A esta a altura a associação estima que faltem cerca de 850 médicos de família. Por ano formam-se cerca de 500, mas só 350 têm ficado e ao fim de alguns anos outros acabam por sair, alerta Jacinto. “Mesmo que saiam só metade dos médicos que atingem a idade para se reformar sem penalizações, não vamos conseguir compensar estas saídas sem aqueles que se formam ficarem no SNS”, diz o médico.
Défice ainda é maior, avisa SIM Jorge Roque da Cunha, secretário-geral do Sindicato Independente dos Médicos, avisa que a falta de médicos de família ainda é maior, estimando que haja cerca de 300 mil utentes sem médico devido a baixas por doença e licenças de maternidade. “Na prática, temos mais de 1,5 milhões de pessoas sem médico além dos médicos que continuam mobilizados em centros de vacinação e áreas de doentes respiratórios”, diz, acusando o Governo de inação.
“Mais uma vez se verifica que quando se tenta resolver o problema com propaganda, e todos estamos lembrados dos milhares de médicos contratados pelo Governo, a realidade é sempre mais forte. Temos agora mais 400 médicos acabar a especialidade e dois sei que irão para a Irlanda”, continua o dirigente do SIM: “Perante isto, está-se a olhar para o Titanic. Como são as pessoas mais desfavorecidas as mais afetadas e essas não chegam aos decisores políticos, é um não problema. A situação é calamitosa e nos hospitais para lá caminha”.
Roque da Cunha adianta que, após vários pedidos nos últimos anos, os sindicatos receberam uma convocação para reunir pela primeira vez com a ministra da Saúde Marta Temido e esperam avanços. “Não havendo revisão das grelhas salariais, a transição das Unidades de Saúde Familiar de A para B, vai ser uma catástrofe e depois não se podem queixar de haver falsas idas às urgências. Uma pessoa que não tem o seu problema resolvido, onde é que vai?”, questiona, defendendo que a solução passa por um “contrato para a legislatura” e não por recorrer a médicos reformados ou às Misericórdias, “que não garantem sequer médicos nos lares”.

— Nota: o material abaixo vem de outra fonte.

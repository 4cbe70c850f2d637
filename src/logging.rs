// SPDX-License-Identifier: AGPL-3.0-or-later
//
// Copyright (C) 2026 Relational Network

//! Tracing subscriber setup.
//!
//! `LOG_FORMAT=json` writes one JSON object per line; anything else writes
//! human-readable output. `RUST_LOG` overrides the default filter. Audit
//! events are emitted under the `audit` target and are always kept at `info`.

use std::io;

use tracing_subscriber::{fmt, layer::SubscriberExt, util::SubscriberInitExt, EnvFilter};

use crate::config::LOG_FORMAT_ENV;

pub const DEFAULT_LOG_FILTER: &str = "info,tower_http=debug";

#[derive(Debug, Clone, Copy, PartialEq, Eq)]
pub enum LogFormat {
    Json,
    Pretty,
}

impl LogFormat {
    pub fn parse(value: Option<&str>) -> Self {
        match value.map(|v| v.trim().to_ascii_lowercase()) {
            Some(v) if v == "json" => LogFormat::Json,
            _ => LogFormat::Pretty,
        }
    }

    pub fn from_env() -> Self {
        Self::parse(std::env::var(LOG_FORMAT_ENV).ok().as_deref())
    }
}

fn env_filter() -> EnvFilter {
    EnvFilter::try_from_default_env()
        .unwrap_or_else(|_| EnvFilter::new(DEFAULT_LOG_FILTER))
        .add_directive(
            "audit=info"
                .parse()
                .unwrap_or_else(|_| tracing::Level::INFO.into()),
        )
        .add_directive(
            "hyper=warn"
                .parse()
                .unwrap_or_else(|_| tracing::Level::WARN.into()),
        )
        .add_directive(
            "tiberius=warn"
                .parse()
                .unwrap_or_else(|_| tracing::Level::WARN.into()),
        )
}

/// Install the global subscriber. Call once, before serving.
pub fn init(format: LogFormat) {
    let registry = tracing_subscriber::registry().with(env_filter());

    match format {
        LogFormat::Json => {
            let json_layer = fmt::layer()
                .with_target(true)
                .with_writer(io::stdout)
                .json();
            registry.with(json_layer).init();
        }
        LogFormat::Pretty => {
            let pretty_layer = fmt::layer().with_target(true).with_writer(io::stdout);
            registry.with(pretty_layer).init();
        }
    }
}

#[cfg(test)]
mod tests {
    use super::*;

    #[test]
    fn only_json_selects_json() {
        assert_eq!(LogFormat::parse(Some("json")), LogFormat::Json);
        assert_eq!(LogFormat::parse(Some(" JSON ")), LogFormat::Json);
        assert_eq!(LogFormat::parse(Some("pretty")), LogFormat::Pretty);
        assert_eq!(LogFormat::parse(Some("compact")), LogFormat::Pretty);
        assert_eq!(LogFormat::parse(None), LogFormat::Pretty);
    }
}
// SPDX-License-Identifier: AGPL-3.0-or-later
//
// Copyright (C) 2026 Relational Network

use std::{sync::Arc, time::Duration};

use tokio::signal;
use tracing::{error, info, warn};

use datahub_connector::{
    api::router,
    auth::{JwksResolver, TokenValidator},
    auth0::Auth0Accessor,
    config::AppConfig,
    graphql::{build_schema, ResolverContext},
    logging::{self, LogFormat},
    state::AppState,
    storage::{
        DataHubConnector, InMemoryDataHub, RetryPolicy, SqlServerDataHub, TracingAuditSink,
    },
};

const HTTP_TIMEOUT: Duration = Duration::from_secs(30);

#[tokio::main]
async fn main() {
    logging::init(LogFormat::from_env());

    let config = match AppConfig::from_env() {
        Ok(config) => config,
        Err(e) => {
            error!(error = %e, "invalid configuration");
            std::process::exit(1);
        }
    };

    let http = reqwest::Client::builder()
        .timeout(HTTP_TIMEOUT)
        .build()
        .expect("Failed to build HTTP client");

    let datahub: Arc<dyn DataHubConnector> = match &config.sql_connection_string {
        Some(connection_string) => Arc::new(
            SqlServerDataHub::from_connection_string(connection_string)
                .expect("Failed to parse APIDATA_SQL_CONNECTION_STRING"),
        ),
        None => {
            warn!("APIDATA_SQL_CONNECTION_STRING not set, using in-memory data hub");
            Arc::new(InMemoryDataHub::new())
        }
    };

    let retry = RetryPolicy::default().with_max_attempts(config.sql_connect_max_attempts);

    let validator = TokenValidator::new(
        config.token.issuer_registry(),
        Arc::new(JwksResolver::new(http.clone())),
    )
    .with_leeway(config.token.nbf_leeway_seconds);

    let schema = build_schema(ResolverContext {
        datahub: datahub.clone(),
        retry,
        auth0: Auth0Accessor::new(http, &config.management),
        audit: Arc::new(TracingAuditSink),
    });

    let app = router(AppState::new(validator, datahub, retry, schema));

    let listener = tokio::net::TcpListener::bind(config.bind_addr)
        .await
        .expect("Failed to bind listen address");

    info!(addr = %config.bind_addr, "DataHub connector listening (docs at /docs)");

    axum::serve(listener, app)
        .with_graceful_shutdown(shutdown_signal())
        .await
        .expect("HTTP server failed");
}

async fn shutdown_signal() {
    let ctrl_c = async {
        if let Err(e) = signal::ctrl_c().await {
            error!("Failed to install Ctrl+C handler: {e}");
            std::future::pending::<()>().await;
        }
    };

    #[cfg(unix)]
    let terminate = async {
        match signal::unix::signal(signal::unix::SignalKind::terminate()) {
            Ok(mut sig) => {
                sig.recv().await;
            }
            Err(e) => {
                error!("Failed to install SIGTERM handler: {e}");
                std::future::pending::<()>().await;
            }
        }
    };

    #[cfg(not(unix))]
    let terminate = std::future::pending::<()>();

    tokio::select! {
        () = ctrl_c => info!("Received Ctrl+C, shutting down"),
        () = terminate => info!("Received SIGTERM, shutting down"),
    }
}
// SPDX-License-Identifier: AGPL-3.0-or-later
//
// Copyright (C) 2026 Relational Network

//! # Data Hub Storage
//!
//! Registration data lives in SQL Server and is only reached through stored
//! procedures in the `[apidata]` schema. This module hides that behind two
//! traits:
//!
//! - [`DataHubConnector`] opens a connection. It is shared by the whole process.
//! - [`DataHubConnection`] is scoped to one request and exposes one method per
//!   stored procedure. Callers must [`close`](DataHubConnection::close) it on
//!   every path, success or failure.
//!
//! ## Backends
//!
//! | Backend | Used when |
//! |---------|-----------|
//! | [`SqlServerDataHub`] | `APIDATA_SQL_CONNECTION_STRING` is set |
//! | [`InMemoryDataHub`] | development without a database, and tests |
//!
//! ## Stored Procedures
//!
//! ```text
//! [apidata].[Get_AppRegistration_By_ClientId]        @ClientId
//! [apidata].[Get_ListOfFields_By_CustomerCode]       @CustomerCode
//! [apidata].[Get_AppRegistration_By_Code]            @AppRegistrationCode
//! [apidata].[Get_AppRegistrations_By_CustomerCode]   @CustomerCode
//! [apidata].[Get_GenericApiVendors_By_CustomerCode]  @CustomerCode
//! [apidata].[Get_LampConnectFields_By_CustomerCode]  @CustomerCode
//! [apidata].[Add_GenericApi_AppRegistration]         registration columns, @UserCode
//! [apidata].[Remove_GenericApi_AppRegistration]      @AppRegistrationCode, @CustomerCode, @UserCode
//! [apidata].[Update_GenericApi_AppRegistration]      registration columns, @UserCode
//! ```
//!
//! Sorting and keyword filtering of lookups happen here, after the rows are
//! read, so both backends behave the same.

pub mod audit;
pub mod error;
pub mod memory;
pub mod retry;
pub mod sql_server;

use std::cmp::Ordering;

use async_trait::async_trait;
use serde_json::Value;
use tracing::warn;

use crate::models::{
    ConnectField, FieldRecord, GenericApiRegistration, GenericApiRegistrationInput, Sort, Vendor,
};

pub use audit::{AuditEvent, AuditSink, MemoryAuditSink, TracingAuditSink};
pub use error::{StorageError, StorageResult};
pub use memory::InMemoryDataHub;
pub use retry::{connect_with_retry, RetryPolicy};
pub use sql_server::SqlServerDataHub;

/// Opens per-request connections to the data hub.
#[async_trait]
pub trait DataHubConnector: Send + Sync {
    async fn connect(&self) -> StorageResult<Box<dyn DataHubConnection>>;
}

/// One open connection. Each method runs a single stored procedure.
#[async_trait]
pub trait DataHubConnection: Send {
    /// `Get_AppRegistration_By_ClientId`
    async fn registrations_by_client_id(
        &mut self,
        client_id: &str,
    ) -> StorageResult<Vec<GenericApiRegistration>>;

    /// `Get_ListOfFields_By_CustomerCode`, rows returned untouched.
    async fn fields_by_customer_code(
        &mut self,
        customer_code: &str,
    ) -> StorageResult<Vec<FieldRecord>>;

    /// `Get_AppRegistration_By_Code`
    async fn registration_by_code(
        &mut self,
        app_registration_code: &str,
    ) -> StorageResult<Option<GenericApiRegistration>>;

    /// `Get_AppRegistrations_By_CustomerCode`
    async fn registrations_by_customer_code(
        &mut self,
        customer_code: &str,
    ) -> StorageResult<Vec<GenericApiRegistration>>;

    /// `Get_GenericApiVendors_By_CustomerCode`
    async fn vendors_by_customer_code(&mut self, customer_code: &str)
        -> StorageResult<Vec<Vendor>>;

    /// `Get_LampConnectFields_By_CustomerCode`
    async fn connect_fields_by_customer_code(
        &mut self,
        customer_code: &str,
    ) -> StorageResult<Vec<ConnectField>>;

    /// `Add_GenericApi_AppRegistration`. Returns the stored record, if any.
    async fn add_registration(
        &mut self,
        registration: &GenericApiRegistrationInput,
        client_id: &str,
        user_code: &str,
    ) -> StorageResult<Option<GenericApiRegistration>>;

    /// `Remove_GenericApi_AppRegistration`
    async fn remove_registration(
        &mut self,
        app_registration_code: &str,
        customer_code: &str,
        user_code: &str,
    ) -> StorageResult<Option<GenericApiRegistration>>;

    /// `Update_GenericApi_AppRegistration`
    async fn update_registration(
        &mut self,
        app_registration_code: &str,
        customer_code: &str,
        registration: &GenericApiRegistration,
        user_code: &str,
    ) -> StorageResult<Option<GenericApiRegistration>>;

    /// Release the connection.
    async fn close(self: Box<Self>) -> StorageResult<()>;
}

/// Close a connection, logging instead of failing.
pub async fn close_connection(connection: Box<dyn DataHubConnection>) {
    if let Err(e) = connection.close().await {
        warn!(error = %e, "datahub-connection-error: failed to close connection");
    }
}

/// Order registrations by a PascalCase column name.
///
/// Unknown columns keep the stored order. `direction` is ascending unless it
/// reads `desc` or `descending` in any case.
pub fn sort_registrations(registrations: &mut [GenericApiRegistration], sort: Option<&Sort>) {
    let Some(field) = sort
        .and_then(|s| s.field.as_deref())
        .map(str::trim)
        .filter(|f| !f.is_empty())
    else {
        return;
    };

    let descending = sort
        .and_then(|s| s.direction.as_deref())
        .map(|d| matches!(d.trim().to_ascii_lowercase().as_str(), "desc" | "descending"))
        .unwrap_or(false);

    let column = |r: &GenericApiRegistration| -> Value {
        serde_json::to_value(r)
            .ok()
            .and_then(|v| v.get(field).cloned())
            .unwrap_or(Value::Null)
    };

    registrations.sort_by(|a, b| {
        let ordering = compare_values(&column(a), &column(b));
        if descending {
            ordering.reverse()
        } else {
            ordering
        }
    });
}

fn compare_values(a: &Value, b: &Value) -> Ordering {
    match (a, b) {
        (Value::Null, Value::Null) => Ordering::Equal,
        (Value::Null, _) => Ordering::Greater,
        (_, Value::Null) => Ordering::Less,
        (Value::String(x), Value::String(y)) => x.to_lowercase().cmp(&y.to_lowercase()),
        (Value::Bool(x), Value::Bool(y)) => x.cmp(y),
        (Value::Number(x), Value::Number(y)) => x
            .as_f64()
            .partial_cmp(&y.as_f64())
            .unwrap_or(Ordering::Equal),
        _ => a.to_string().cmp(&b.to_string()),
    }
}

fn contains_keyword(value: Option<&str>, keyword: &str) -> bool {
    value.is_some_and(|v| v.to_lowercase().contains(&keyword.to_lowercase()))
}

/// Keep vendors whose name or code contains `keyword`, case-insensitively.
pub fn filter_vendors(vendors: Vec<Vendor>, keyword: Option<&str>) -> Vec<Vendor> {
    match keyword {
        Some(k) => vendors
            .into_iter()
            .filter(|v| {
                contains_keyword(v.vendor_name.as_deref(), k)
                    || contains_keyword(v.vendor_code.as_deref(), k)
            })
            .collect(),
        None => vendors,
    }
}

/// Keep fields whose name or label contains `keyword`, case-insensitively.
pub fn filter_connect_fields(fields: Vec<ConnectField>, keyword: Option<&str>) -> Vec<ConnectField> {
    match keyword {
        Some(k) => fields
            .into_iter()
            .filter(|f| {
                contains_keyword(f.field_name.as_deref(), k)
                    || contains_keyword(f.field_label.as_deref(), k)
            })
            .collect(),
        None => fields,
    }
}

#[cfg(test)]
mod tests {
    use super::*;

    fn registration(code: &str, name: Option<&str>) -> GenericApiRegistration {
        GenericApiRegistration {
            app_registration_code: code.into(),
            customer_code: "ACME".into(),
            app_name: name.map(str::to_string),
            ..Default::default()
        }
    }

    #[test]
    fn sorts_by_column_and_direction() {
        let mut regs = vec![
            registration("R2", Some("beta")),
            registration("R1", Some("Alpha")),
            registration("R3", None),
        ];

        sort_registrations(
            &mut regs,
            Some(&Sort {
                field: Some("AppName".into()),
                direction: None,
            }),
        );
        let codes: Vec<_> = regs.iter().map(|r| r.app_registration_code.as_str()).collect();
        assert_eq!(codes, ["R1", "R2", "R3"]);

        sort_registrations(
            &mut regs,
            Some(&Sort {
                field: Some("AppRegistrationCode".into()),
                direction: Some("DESC".into()),
            }),
        );
        let codes: Vec<_> = regs.iter().map(|r| r.app_registration_code.as_str()).collect();
        assert_eq!(codes, ["R3", "R2", "R1"]);
    }

    #[test]
    fn missing_sort_keeps_order() {
        let mut regs = vec![registration("R2", None), registration("R1", None)];
        sort_registrations(&mut regs, None);
        assert_eq!(regs[0].app_registration_code, "R2");
    }

    #[test]
    fn filters_vendors_by_name_or_code() {
        let vendors = vec![
            Vendor {
                vendor_name: Some("Northwind Parts".into()),
                vendor_code: Some("NW".into()),
            },
            Vendor {
                vendor_name: Some("Contoso".into()),
                vendor_code: Some("CTS".into()),
            },
        ];

        let hits = filter_vendors(vendors.clone(), Some("north"));
        assert_eq!(hits.len(), 1);
        assert_eq!(filter_vendors(vendors.clone(), Some("cts")).len(), 1);
        assert_eq!(filter_vendors(vendors, None).len(), 2);
    }

    #[test]
    fn filters_connect_fields_by_label() {
        let fields = vec![ConnectField {
            field_name: Some("serial_no".into()),
            field_label: Some("Serial Number".into()),
            ..Default::default()
        }];
        assert_eq!(filter_connect_fields(fields.clone(), Some("number")).len(), 1);
        assert!(filter_connect_fields(fields, Some("asset")).is_empty());
    }
}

Também Jacinto defende que a única solução será garantir que os novos médicos ficam no SNS. E se o pico de aposentações era previsível, diz que a forma como os médicos de família foram “maltratados” durante a pandemia levou mais velhos a querer sair e mais novos a não querer ficar: “Nunca tivemos uma taxa de retenção tão baixa, não é coincidência”, diz.
Quanto à meta das USF, Jacinto avisa que não resolverá o problema, porque para serem constituídas têm de ter profissionais. “Se saírem dos centros de saúde para ir para USF, vamos destapar de um lado para tapar do outro”. Do lado do Governo, uma das questões pendentes é a regulamentação da dedicação plena, com objetivos e aumento salarial. “A exclusividade ou o nome que vier a ter, isolada, não resolve tudo. Se um médico for para uma unidade que devia ter quatro médicos e tem dois, que tem falta de meios técnicos, que não tem acessos, que não funciona, não fica lá muito tempo”, alerta o médico.